Al parecer hay una Farina de 10 años que gritaba parejo con su mamá al ritmo del redoblante. Mientras tanto hay efervescencia en un nuevo sector. “Soy un hombre soltero no tengo compromisos”, cantaba Johnny Rivera y de nuevo el Partido de la Rosa de las FARC brincaba al unísono, mientras Rivera continuaba “salir de paseo con mis amiguitas”. Un símbolo de las FARC LGBTI apareció orgulloso a través de un hombre que portaba una bandera de colores, y al preguntarle por las FARC respondió que pensaba en diversidad. Posó para la foto y se despidió con una sonrisa delicada mientras Johnny Rivera paraba con fuerza sus botas puntudas en el escenario.

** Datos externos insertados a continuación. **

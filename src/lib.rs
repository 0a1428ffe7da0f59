//! Compile boolean tag filters into Overpass QL queries for OpenStreetMap
//! ways.
//!
//! ```
//! use wayquery::overpass::build_query;
//! use wayquery::region::Circle;
//!
//! let region = Circle::new(-37.8, 144.9, 100.0);
//! let query = build_query(&region, "highway == 'primary'").unwrap();
//! assert_eq!(
//!     query,
//!     "[out:json];(way(around:100,-37.8,144.9)[highway=\"primary\"];);out tags geom qt;"
//! );
//! ```

pub mod classify;
pub mod config;
pub mod dsl;
pub mod overpass;
pub mod region;
pub mod rewrite;
pub mod utils;
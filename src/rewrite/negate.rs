//! Distribution and folding of negations.

use crate::dsl::Expr;

/// Push negations down through connectives and fold them into operators,
/// top-down.
///
/// `not (a and b)` becomes `not a or not b`, `not (a == b)` becomes
/// `a != b`, `not not a` becomes `a` and `not true` becomes `false`.
/// Negations that cannot be folded, such as `not is_tag(x)`, stay.
pub fn normalize_negations(node: &mut Expr) {
    while let Some(reduced) = reduce_negation(node) {
        *node = reduced;
    }
    node.for_each_child_mut(normalize_negations);
}

/// The replacement for a reducible negation node, or `None`.
fn reduce_negation(node: &mut Expr) -> Option<Expr> {
    let Expr::Unary { op: not, operand } = node else {
        return None;
    };
    if !not.is_negation() {
        return None;
    }
    let not = *not;

    match operand.as_mut() {
        Expr::Binary { op, left, right } => {
            let dual = op.dual()?;
            if op.is_logical() {
                left.negate_with(not);
                right.negate_with(not);
            }
            *op = dual;
            Some(operand.take())
        }
        Expr::Unary { op, operand: inner } if op.is_negation() => Some(inner.take()),
        Expr::Bool(value) => Some(Expr::Bool(!*value)),
        _ => None,
    }
}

La Póker rodaba con velocidad y Rivera pidió que le trajeran guaro, cerveza y ron. El mercado solicitado se abrió paso en medio de la bandera fariana sostenida por la mano de un hombre que en la otra sostenía el libro de Los Miserables.

Todo transcurrió en medio de la contradicción y el contra sentido. Era como si el absurdo hiciera un ejercicio de inclusión y permitiera, con un juego de palabras e imágenes, comprender el gran reto que significa la solución de un conflicto. Más allá o más acá de los juicios morales o de las propias convicciones, el 1 de septiembre la Plaza de Bolívar mapeó una parte importante de la sociedad y dejó ver que cada uno tiene una historia que contar, y que cuando se deja contar, lo más miserable se vuelve un lugar disparatado de encuentros y desencuentros donde todos debemos caber algún día.